@fergus 631 wrote:
IMO one of the the first questions is whether strength, power or hypertrophy is the primary aim, then worry about splits after.
I agree with Fergus and would also add training age, time of the year and other training the player is undertaking as other variables to add to the decision making process.
I tend to use total body programs for the following reasons
1) Effieciency e.g. If time is short and I only have 1-2 sesions per week available such as in season
2) If strength is not my main focus with the player and we are only maintaining with 1-2 sessions
3) Beginning to intermediate players who can’t handle the volume within a session to a smaller number of muscle groups for a split program
4) If i want a greater frequency of lifting within a week for an exercise or muscle group
However, there is a point of diminishing returns where the player may eventually have to use a split routine to get in enough volume within a session to cause a training effect. Despite its lack of support I even use body part spits for players on occassions if they need to increase size.
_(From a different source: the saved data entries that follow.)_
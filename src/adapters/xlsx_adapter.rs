//! Spreadsheet dataset adapter (xlsx, xls, ods) backed by calamine.
//!
//! Only the first worksheet is read. Numeric cells pass through as numbers,
//! string cells keep their text for the domain coercion, and every other cell
//! kind (booleans, dates, errors) is treated as empty.

use std::path::PathBuf;

use calamine::{Data, Reader, open_workbook_auto};

use crate::domain::dataset::{Cell, RawTable};
use crate::domain::error::StockPagesError;
use crate::ports::dataset_port::DatasetPort;

pub struct XlsxAdapter {
    path: PathBuf,
}

impl XlsxAdapter {
    pub fn new(path: PathBuf) -> Self {
        Self { path }
    }

    fn read_error(&self, reason: impl ToString) -> StockPagesError {
        StockPagesError::DatasetRead {
            path: self.path.display().to_string(),
            reason: reason.to_string(),
        }
    }
}

fn to_cell(data: &Data) -> Cell {
    match data {
        Data::Float(v) => Cell::Number(*v),
        Data::Int(v) => Cell::Number(*v as f64),
        Data::String(s) => Cell::Text(s.clone()),
        _ => Cell::Empty,
    }
}

fn header_text(data: &Data) -> String {
    match data {
        Data::Empty => String::new(),
        Data::String(s) => s.trim().to_string(),
        other => other.to_string().trim().to_string(),
    }
}

impl DatasetPort for XlsxAdapter {
    fn load_table(&self) -> Result<RawTable, StockPagesError> {
        let mut workbook = open_workbook_auto(&self.path).map_err(|e| self.read_error(e))?;
        let range = workbook
            .worksheet_range_at(0)
            .ok_or_else(|| self.read_error("workbook has no worksheets"))?
            .map_err(|e| self.read_error(e))?;

        let mut rows = range.rows();
        let Some(header_row) = rows.next() else {
            return Ok(RawTable::default());
        };

        Ok(RawTable {
            headers: header_row.iter().map(header_text).collect(),
            rows: rows.map(|row| row.iter().map(to_cell).collect()).collect(),
        })
    }
}
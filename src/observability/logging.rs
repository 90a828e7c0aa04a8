//! Structured logging.
//!
//! # Responsibilities
//! - Initialize the tracing subscriber once, before anything else runs
//! - Route all events to stderr
//!
//! # Design Decisions
//! - `RUST_LOG` overrides the default `pg_entrypoint=info` filter
//! - No timestamps from us; the container runtime adds its own

use tracing_subscriber::{layer::SubscriberExt, util::SubscriberInitExt};

/// Default filter when `RUST_LOG` is unset or invalid.
pub const DEFAULT_FILTER: &str = "pg_entrypoint=info";

/// Install the global subscriber. Safe to call more than once; later calls
/// are ignored.
pub fn init() {
    let filter = tracing_subscriber::EnvFilter::try_from_default_env()
        .unwrap_or_else(|_| DEFAULT_FILTER.into());

    let _ = tracing_subscriber::registry()
        .with(filter)
        .with(
            tracing_subscriber::fmt::layer()
                .with_writer(std::io::stderr)
                .without_time()
                .with_target(false),
        )
        .try_init();
}
//! First-run bootstrap of the database cluster.
//!
//! # Data Flow
//! ```text
//! PG_VERSION present? ── yes ──▶ Skipped (no external calls)
//!        │ no
//!        ▼
//! Initializing      initdb, pg_hba.conf rules
//!        ▼
//! ServerWarmingUp   pg_ctl start (localhost only)
//!        ▼
//! Configuring       admin password, users, databases, ALTER SYSTEM
//!        ▼
//! ServerCoolingDown pg_ctl stop
//!        ▼
//! Bootstrapped
//! ```
//!
//! # Design Decisions
//! - Idempotence is whole-sequence only, guarded by the initdb marker file
//! - Any failing step aborts the process; a half-built data directory must
//!   be discarded by the operator
//! - The temporary server never listens beyond loopback

pub mod executor;
pub mod hba;
pub mod sql;

use std::path::Path;

use thiserror::Error;

use crate::config::ConfigError;
use crate::tools::ToolError;

pub use executor::BootstrapExecutor;

/// File written by `initdb`; its presence means bootstrap already happened.
pub const MARKER_FILE: &str = "PG_VERSION";

/// True if `data_dir` holds the marker left by a completed `initdb`.
pub fn is_initialized(data_dir: &Path) -> bool {
    data_dir.join(MARKER_FILE).is_file()
}

/// Progress of the bootstrap sequence.
#[derive(Debug, Clone, Copy, PartialEq, Eq)]
pub enum BootstrapState {
    NotBootstrapped,
    Initializing,
    ServerWarmingUp,
    Configuring,
    ServerCoolingDown,
    Bootstrapped,
}

/// What a bootstrap run did.
#[derive(Debug, Clone, Copy, PartialEq, Eq)]
pub enum BootstrapOutcome {
    /// The marker file was found; nothing was touched.
    Skipped,
    /// The full sequence ran.
    Completed {
        /// At least one account got a `trust` rule.
        trust_enabled: bool,
    },
}

/// Errors that abort bootstrap.
#[derive(Debug, Error)]
pub enum BootstrapError {
    #[error(transparent)]
    Config(#[from] ConfigError),

    #[error(transparent)]
    Tool(#[from] ToolError),

    #[error("{context}: {source}")]
    Io {
        context: String,
        #[source]
        source: std::io::Error,
    },
}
For example, Chest & Bi, Legs & Abs, Back & Tri, Shoulder & Traps
Typically, however if liffting 4 x week I would use 2 x upper & 2 x lower. The upper session could be a combo of horizontal & vertical push & pulls or 1 day devoted to horizontal push/pull and the other vertical push/pull.
I also like Dan Bakers philosophy where if training an exercise or muscle group 2 x per week then one day would be devoted to lower reps and greater mechanical loading and the other would involve higher reps with greater density and time under tension for the musculature. For the lower body the lighter day could focus on speed rather than time under tension.